● **Task to carry out**
Only the lines from the first line of the records through the line containing "use std::collections::BTreeMap;" belong in the answer. Copy them exactly.

● **Listed records**
┄┄┄┄┄┄┄┄┄┄┄┄┄┄┄┄┄┄┄┄

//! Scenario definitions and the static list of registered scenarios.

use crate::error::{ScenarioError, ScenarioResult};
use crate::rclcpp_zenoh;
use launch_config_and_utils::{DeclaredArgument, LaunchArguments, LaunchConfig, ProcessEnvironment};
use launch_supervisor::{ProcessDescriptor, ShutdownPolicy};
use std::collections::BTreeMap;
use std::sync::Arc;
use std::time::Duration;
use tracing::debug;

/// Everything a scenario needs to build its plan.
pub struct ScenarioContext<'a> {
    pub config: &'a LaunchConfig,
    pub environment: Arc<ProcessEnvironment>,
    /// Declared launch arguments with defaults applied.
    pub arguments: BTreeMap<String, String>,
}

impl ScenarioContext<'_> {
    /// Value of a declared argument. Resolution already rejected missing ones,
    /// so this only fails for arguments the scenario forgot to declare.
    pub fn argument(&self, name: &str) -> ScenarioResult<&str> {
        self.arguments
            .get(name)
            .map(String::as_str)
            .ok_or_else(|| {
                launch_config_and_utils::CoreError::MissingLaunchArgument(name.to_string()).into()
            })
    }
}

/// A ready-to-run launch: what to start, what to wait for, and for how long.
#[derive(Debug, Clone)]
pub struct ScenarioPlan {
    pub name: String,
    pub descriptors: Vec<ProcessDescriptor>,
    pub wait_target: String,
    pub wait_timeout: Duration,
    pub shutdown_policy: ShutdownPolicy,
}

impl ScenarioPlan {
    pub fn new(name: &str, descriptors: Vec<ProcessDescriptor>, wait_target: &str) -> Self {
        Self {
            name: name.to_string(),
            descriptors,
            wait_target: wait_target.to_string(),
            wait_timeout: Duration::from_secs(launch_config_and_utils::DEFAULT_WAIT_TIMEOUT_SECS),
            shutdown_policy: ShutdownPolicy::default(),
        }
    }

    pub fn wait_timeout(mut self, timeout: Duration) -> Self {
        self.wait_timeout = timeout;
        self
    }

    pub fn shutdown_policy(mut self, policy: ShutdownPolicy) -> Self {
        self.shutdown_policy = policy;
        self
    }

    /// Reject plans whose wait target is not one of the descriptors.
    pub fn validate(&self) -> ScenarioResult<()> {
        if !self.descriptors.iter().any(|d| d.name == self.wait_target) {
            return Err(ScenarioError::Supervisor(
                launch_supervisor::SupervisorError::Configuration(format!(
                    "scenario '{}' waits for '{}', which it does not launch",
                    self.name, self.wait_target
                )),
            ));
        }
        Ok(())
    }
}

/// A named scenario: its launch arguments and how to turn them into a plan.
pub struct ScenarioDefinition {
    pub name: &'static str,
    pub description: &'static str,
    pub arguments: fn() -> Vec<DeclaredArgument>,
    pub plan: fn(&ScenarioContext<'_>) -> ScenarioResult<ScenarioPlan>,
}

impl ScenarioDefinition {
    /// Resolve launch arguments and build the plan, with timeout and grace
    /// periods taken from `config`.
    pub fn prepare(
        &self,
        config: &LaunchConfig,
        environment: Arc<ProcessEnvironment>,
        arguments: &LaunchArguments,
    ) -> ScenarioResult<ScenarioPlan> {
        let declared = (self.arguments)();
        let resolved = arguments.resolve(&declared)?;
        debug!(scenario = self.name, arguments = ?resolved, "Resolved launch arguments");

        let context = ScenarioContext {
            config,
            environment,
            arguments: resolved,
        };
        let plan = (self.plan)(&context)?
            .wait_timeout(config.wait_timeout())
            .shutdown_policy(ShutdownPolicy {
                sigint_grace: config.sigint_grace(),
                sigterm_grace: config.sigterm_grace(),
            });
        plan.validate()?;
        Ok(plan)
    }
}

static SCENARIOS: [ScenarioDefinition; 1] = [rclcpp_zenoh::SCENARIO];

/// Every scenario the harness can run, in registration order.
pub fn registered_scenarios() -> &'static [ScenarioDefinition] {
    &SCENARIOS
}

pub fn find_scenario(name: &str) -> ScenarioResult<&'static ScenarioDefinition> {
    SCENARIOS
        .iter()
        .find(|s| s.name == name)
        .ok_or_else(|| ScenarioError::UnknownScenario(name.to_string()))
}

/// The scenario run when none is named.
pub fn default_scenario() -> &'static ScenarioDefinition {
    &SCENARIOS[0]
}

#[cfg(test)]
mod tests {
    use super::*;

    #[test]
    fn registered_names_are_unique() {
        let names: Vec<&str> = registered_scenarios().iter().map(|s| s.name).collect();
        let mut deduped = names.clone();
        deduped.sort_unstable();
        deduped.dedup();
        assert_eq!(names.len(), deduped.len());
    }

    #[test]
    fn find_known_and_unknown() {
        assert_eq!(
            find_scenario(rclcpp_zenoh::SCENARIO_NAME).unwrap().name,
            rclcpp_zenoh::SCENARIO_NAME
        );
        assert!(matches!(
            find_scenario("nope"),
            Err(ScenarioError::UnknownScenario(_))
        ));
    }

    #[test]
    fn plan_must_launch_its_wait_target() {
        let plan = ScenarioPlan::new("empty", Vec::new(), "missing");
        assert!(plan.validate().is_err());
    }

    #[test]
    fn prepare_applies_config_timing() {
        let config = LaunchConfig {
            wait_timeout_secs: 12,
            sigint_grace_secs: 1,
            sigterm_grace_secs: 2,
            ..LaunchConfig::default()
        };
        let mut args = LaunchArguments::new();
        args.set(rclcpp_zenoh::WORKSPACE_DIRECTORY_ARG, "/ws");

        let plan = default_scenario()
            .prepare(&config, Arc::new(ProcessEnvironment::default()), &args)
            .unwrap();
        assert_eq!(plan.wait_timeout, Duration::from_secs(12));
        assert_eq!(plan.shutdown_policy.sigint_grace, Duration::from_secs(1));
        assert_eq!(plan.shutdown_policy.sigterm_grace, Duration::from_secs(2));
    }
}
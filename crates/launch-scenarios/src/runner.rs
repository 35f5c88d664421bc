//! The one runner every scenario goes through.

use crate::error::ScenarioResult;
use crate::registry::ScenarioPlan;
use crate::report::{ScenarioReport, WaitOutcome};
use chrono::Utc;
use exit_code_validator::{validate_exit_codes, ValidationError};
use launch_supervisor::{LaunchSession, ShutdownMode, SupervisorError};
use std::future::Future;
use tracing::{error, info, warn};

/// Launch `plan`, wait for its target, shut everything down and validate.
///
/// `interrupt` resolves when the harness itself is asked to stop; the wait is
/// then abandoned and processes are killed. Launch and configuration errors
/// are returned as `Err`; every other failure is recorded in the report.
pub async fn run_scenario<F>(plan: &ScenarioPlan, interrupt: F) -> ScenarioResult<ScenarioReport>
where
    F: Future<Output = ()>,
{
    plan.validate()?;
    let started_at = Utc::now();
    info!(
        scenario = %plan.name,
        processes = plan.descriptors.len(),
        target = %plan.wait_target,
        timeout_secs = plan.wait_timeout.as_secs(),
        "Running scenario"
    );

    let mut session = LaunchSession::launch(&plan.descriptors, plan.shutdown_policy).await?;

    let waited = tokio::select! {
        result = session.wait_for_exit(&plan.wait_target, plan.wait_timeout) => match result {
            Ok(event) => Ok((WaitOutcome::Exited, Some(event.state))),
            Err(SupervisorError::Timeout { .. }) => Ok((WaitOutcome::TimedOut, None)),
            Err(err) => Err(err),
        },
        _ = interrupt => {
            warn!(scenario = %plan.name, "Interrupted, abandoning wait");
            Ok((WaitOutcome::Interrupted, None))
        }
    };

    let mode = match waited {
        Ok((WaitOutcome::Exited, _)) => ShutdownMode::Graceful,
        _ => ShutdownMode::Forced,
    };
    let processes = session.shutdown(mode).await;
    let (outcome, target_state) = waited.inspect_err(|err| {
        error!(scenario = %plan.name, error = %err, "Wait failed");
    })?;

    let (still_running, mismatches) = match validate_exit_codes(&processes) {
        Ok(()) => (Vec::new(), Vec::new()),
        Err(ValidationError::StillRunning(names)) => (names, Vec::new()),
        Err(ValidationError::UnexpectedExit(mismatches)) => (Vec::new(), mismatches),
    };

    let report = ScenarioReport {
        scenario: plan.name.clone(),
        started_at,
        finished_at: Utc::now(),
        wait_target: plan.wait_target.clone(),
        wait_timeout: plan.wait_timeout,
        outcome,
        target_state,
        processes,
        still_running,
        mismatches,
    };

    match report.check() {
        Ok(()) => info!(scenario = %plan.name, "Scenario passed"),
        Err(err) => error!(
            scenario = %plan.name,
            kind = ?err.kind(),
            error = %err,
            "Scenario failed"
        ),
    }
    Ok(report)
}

┄┄┄┄┄┄┄┄┄┄┄┄┄┄┄┄┄┄┄┄

● **Expected answer**
//! Scenario definitions and the static list of registered scenarios.

use crate::error::{ScenarioError, ScenarioResult};
use crate::rclcpp_zenoh;
use launch_config_and_utils::{DeclaredArgument, LaunchArguments, LaunchConfig, ProcessEnvironment};
use launch_supervisor::{ProcessDescriptor, ShutdownPolicy};
use std::collections::BTreeMap;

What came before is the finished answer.